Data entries
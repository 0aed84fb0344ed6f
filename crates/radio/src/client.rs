//! reqwest client for the schedule API.

use std::time::Duration;

use {serde::Deserialize, tracing::debug};

use crate::{
    Result,
    error::Error,
    station::Station,
    types::StationInfo,
};

const DEFAULT_BASE_URL: &str = "https://rainwave.cc";
const REQUEST_TIMEOUT: Duration = Duration::from_secs(10);
const USER_AGENT: &str = concat!("wavebot/", env!("CARGO_PKG_VERSION"));

/// HTTP client for the radio service. Cheap to clone.
#[derive(Clone)]
pub struct RadioClient {
    http: reqwest::Client,
    base_url: String,
}

impl RadioClient {
    /// Client against the production API.
    pub fn new() -> Result<Self> {
        Self::with_base_url(DEFAULT_BASE_URL)
    }

    /// Client against a custom base URL (tests point this at a mock server).
    pub fn with_base_url(base_url: impl Into<String>) -> Result<Self> {
        let http = reqwest::Client::builder()
            .timeout(REQUEST_TIMEOUT)
            .user_agent(USER_AGENT)
            .build()?;
        Ok(Self {
            http,
            base_url: base_url.into().trim_end_matches('/').to_string(),
        })
    }

    /// Fetch the schedule snapshot for one station: current event, upcoming
    /// elections, and recent history.
    pub async fn info(&self, station: Station) -> Result<StationInfo> {
        let url = format!("{}/async/{}/get", self.base_url, station.id());
        debug!(station = station.name(), %url, "fetching schedule");
        let info = self
            .http
            .get(&url)
            .send()
            .await?
            .error_for_status()?
            .json()
            .await?;
        Ok(info)
    }

    /// Submit a rating for the currently playing song. Returns the API's
    /// human-readable result text.
    pub async fn rate(
        &self,
        station: Station,
        user_id: &str,
        key: &str,
        song_id: i64,
        rating: f64,
    ) -> Result<String> {
        let url = format!("{}/async/{}/rate", self.base_url, station.id());
        let response: RateResponse = self
            .http
            .post(&url)
            .form(&[
                ("user_id", user_id),
                ("key", key),
                ("song_id", &song_id.to_string()),
                ("rating", &rating.to_string()),
            ])
            .send()
            .await?
            .error_for_status()?
            .json()
            .await?;

        match response {
            RateResponse {
                rate_result: Some(result),
                ..
            } => Ok(result.text),
            RateResponse {
                error: Some(error), ..
            } => Err(Error::Api { text: error.text }),
            _ => Err(Error::Api {
                text: "rating was not accepted".to_string(),
            }),
        }
    }
}

#[derive(Debug, Deserialize)]
struct ApiText {
    text: String,
}

#[derive(Debug, Deserialize)]
struct RateResponse {
    #[serde(default)]
    rate_result: Option<ApiText>,
    #[serde(default)]
    error: Option<ApiText>,
}
//! The command set: radio status commands, account linking, and the
//! stateless fun commands.
//!
//! Every handler absorbs its own failures — a dead API or store turns into
//! an apologetic private line, malformed arguments turn into help text.
//! The dispatcher never sees an error from a handler.

pub mod account;
pub mod fun;
pub mod help;
pub mod radio;
pub mod rate;
pub mod registry;

pub use registry::build_registry;

/// Apology line used whenever the radio service cannot be reached.
pub(crate) const SERVICE_DOWN: &str = "I cannot reach the radio service right now, sorry.";
//! Time-window throttle keyed by an arbitrary string key.

use std::sync::Arc;

use wavebot_store::ConfigStore;

use crate::Result;

/// Outcome of a cooldown check.
#[derive(Debug, Clone, Copy, PartialEq, Eq)]
pub enum CooldownDecision {
    /// Outside the window; the caller may fire publicly.
    Fresh,
    /// Inside the window; fire again in `retry_after_secs`.
    Throttled { retry_after_secs: u64 },
}

/// Time-window throttle over durable state.
///
/// `check` never writes; only `record` mutates. An absent or unparsable
/// record means the key has never fired, so it is fresh on first use.
#[derive(Clone)]
pub struct CooldownGate {
    store: Arc<dyn ConfigStore>,
}

impl CooldownGate {
    #[must_use]
    pub fn new(store: Arc<dyn ConfigStore>) -> Self {
        Self { store }
    }

    /// Check whether the key is outside its cooldown window at `now`.
    ///
    /// The boundary is exclusive: a key recorded exactly `window_secs` ago
    /// is fresh again.
    pub async fn check(&self, key: &str, window_secs: u64, now: u64) -> Result<CooldownDecision> {
        let Some(stored) = self.last_fire(key).await? else {
            return Ok(CooldownDecision::Fresh);
        };
        if now >= stored + window_secs {
            Ok(CooldownDecision::Fresh)
        } else {
            Ok(CooldownDecision::Throttled {
                retry_after_secs: (stored + window_secs).saturating_sub(now),
            })
        }
    }

    /// Unconditionally overwrite the stored last-fire timestamp.
    pub async fn record(&self, key: &str, now: u64) -> Result<()> {
        self.store.set(key, &now.to_string()).await?;
        Ok(())
    }

    async fn last_fire(&self, key: &str) -> Result<Option<u64>> {
        let value = self.store.get(key).await?;
        // Malformed values read as absent (always fresh).
        Ok(value.and_then(|v| v.parse().ok()))
    }
}

#[cfg(test)]
#[allow(clippy::unwrap_used)]
mod tests {
    use wavebot_store::MemoryConfigStore;

    use super::*;

    fn gate() -> CooldownGate {
        CooldownGate::new(Arc::new(MemoryConfigStore::new()))
    }

    #[tokio::test]
    async fn absent_record_is_always_fresh() {
        let gate = gate();
        assert_eq!(
            gate.check("cooldown:flip", 60, 10).await.unwrap(),
            CooldownDecision::Fresh
        );
    }

    #[tokio::test]
    async fn malformed_record_reads_as_absent() {
        let store = Arc::new(MemoryConfigStore::new());
        store.set("cooldown:flip", "junk").await.unwrap();
        let gate = CooldownGate::new(store);
        assert_eq!(
            gate.check("cooldown:flip", 60, 10).await.unwrap(),
            CooldownDecision::Fresh
        );
    }

    #[tokio::test]
    async fn boundary_is_exclusive() {
        let gate = gate();
        gate.record("cooldown:8ball", 0).await.unwrap();
        // One second inside the window: throttled with the remaining wait.
        assert_eq!(
            gate.check("cooldown:8ball", 30, 29).await.unwrap(),
            CooldownDecision::Throttled {
                retry_after_secs: 1
            }
        );
        // Exactly window seconds later: allowed.
        assert_eq!(
            gate.check("cooldown:8ball", 30, 30).await.unwrap(),
            CooldownDecision::Fresh
        );
    }

    #[tokio::test]
    async fn throttled_reports_remaining_wait() {
        let gate = gate();
        gate.record("cooldown:8ball", 100).await.unwrap();
        assert_eq!(
            gate.check("cooldown:8ball", 30, 110).await.unwrap(),
            CooldownDecision::Throttled {
                retry_after_secs: 20
            }
        );
    }

    #[tokio::test]
    async fn check_does_not_write() {
        let store = Arc::new(MemoryConfigStore::new());
        let gate = CooldownGate::new(store.clone());
        gate.check("cooldown:flip", 60, 1000).await.unwrap();
        assert_eq!(
            ConfigStore::get(store.as_ref(), "cooldown:flip")
                .await
                .unwrap(),
            None
        );
    }

    #[tokio::test]
    async fn record_overwrites() {
        let gate = gate();
        gate.record("cooldown:flip", 100).await.unwrap();
        gate.record("cooldown:flip", 200).await.unwrap();
        assert_eq!(
            gate.check("cooldown:flip", 50, 210).await.unwrap(),
            CooldownDecision::Throttled {
                retry_after_secs: 40
            }
        );
    }
}
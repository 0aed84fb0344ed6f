//! `!id` and `!key` — link a chat identity to a radio account.

use std::sync::Arc;

use {
    async_trait::async_trait,
    tracing::warn,
    wavebot_commands::{BoundArgs, Handler},
    wavebot_common::{Origin, OutputBundle},
    wavebot_store::ConfigStore,
};

use crate::help::topic_lines;

const STORE_DOWN: &str = "I cannot reach my storage right now, sorry.";

fn id_key(nick: &str) -> String {
    format!("id:{nick}")
}

fn api_key_key(nick: &str) -> String {
    format!("key:{nick}")
}

/// Read a stored value, treating the empty-string tombstone as absent.
async fn read(store: &dyn ConfigStore, key: &str) -> Result<Option<String>, wavebot_store::Error> {
    Ok(store.get(key).await?.filter(|v| !v.is_empty()))
}

fn help_bundle(topic: &str) -> OutputBundle {
    let mut bundle = OutputBundle::new();
    for line in topic_lines(topic) {
        bundle.push_private(line);
    }
    bundle
}

/// `!id add|drop|show [<id>]` — radio user id for a nick. Output is always
/// private.
pub struct UserId {
    store: Arc<dyn ConfigStore>,
}

impl UserId {
    #[must_use]
    pub fn new(store: Arc<dyn ConfigStore>) -> Self {
        Self { store }
    }
}

#[async_trait]
impl Handler for UserId {
    async fn handle(&self, sender: &str, _origin: &Origin, args: BoundArgs) -> OutputBundle {
        let result = match (args.get("mode"), args.get("value")) {
            (Some("add"), Some(value)) => self
                .store
                .set(&id_key(sender), value)
                .await
                .map(|()| format!("I assigned the user id {value} to nick '{sender}'.")),
            (Some("drop"), _) => self
                .store
                .set(&id_key(sender), "")
                .await
                .map(|()| format!("I dropped the user id for nick '{sender}'.")),
            (Some("show"), _) => read(self.store.as_ref(), &id_key(sender))
                .await
                .map(|stored| match stored {
                    Some(id) => format!("The user id for nick '{sender}' is {id}."),
                    None => format!("I do not have a user id for nick '{sender}'."),
                }),
            _ => return help_bundle("id"),
        };
        match result {
            Ok(line) => OutputBundle::private(line),
            Err(error) => {
                warn!(%error, "config store unavailable");
                OutputBundle::private(STORE_DOWN)
            },
        }
    }
}

/// `!key add|drop|show [<key>]` — radio API key for a nick. Output is
/// always private.
pub struct ApiKey {
    store: Arc<dyn ConfigStore>,
}

impl ApiKey {
    #[must_use]
    pub fn new(store: Arc<dyn ConfigStore>) -> Self {
        Self { store }
    }
}

#[async_trait]
impl Handler for ApiKey {
    async fn handle(&self, sender: &str, _origin: &Origin, args: BoundArgs) -> OutputBundle {
        let result = match (args.get("mode"), args.get("value")) {
            (Some("add"), Some(value)) => self
                .store
                .set(&api_key_key(sender), value)
                .await
                .map(|()| format!("I assigned the API key '{value}' to nick '{sender}'.")),
            (Some("drop"), _) => self
                .store
                .set(&api_key_key(sender), "")
                .await
                .map(|()| format!("I dropped the API key for nick '{sender}'.")),
            (Some("show"), _) => read(self.store.as_ref(), &api_key_key(sender))
                .await
                .map(|stored| match stored {
                    Some(key) => format!("The API key for nick '{sender}' is '{key}'."),
                    None => format!("I do not have an API key for nick '{sender}'."),
                }),
            _ => return help_bundle("key"),
        };
        match result {
            Ok(line) => OutputBundle::private(line),
            Err(error) => {
                warn!(%error, "config store unavailable");
                OutputBundle::private(STORE_DOWN)
            },
        }
    }
}

/// Stored credentials for `!rate`.
pub(crate) async fn credentials(
    store: &dyn ConfigStore,
    nick: &str,
) -> Result<(Option<String>, Option<String>), wavebot_store::Error> {
    let id = read(store, &id_key(nick)).await?;
    let key = read(store, &api_key_key(nick)).await?;
    Ok((id, key))
}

• **TASK ITEM**: Every line in the data that holds the string "impl" should be returned.

• **ANSWER BELOW**:
impl RadioClient {
    pub fn with_base_url(base_url: impl Into<String>) -> Result<Self> {
impl CooldownGate {
impl UserId {
impl Handler for UserId {
impl ApiKey {
impl Handler for ApiKey {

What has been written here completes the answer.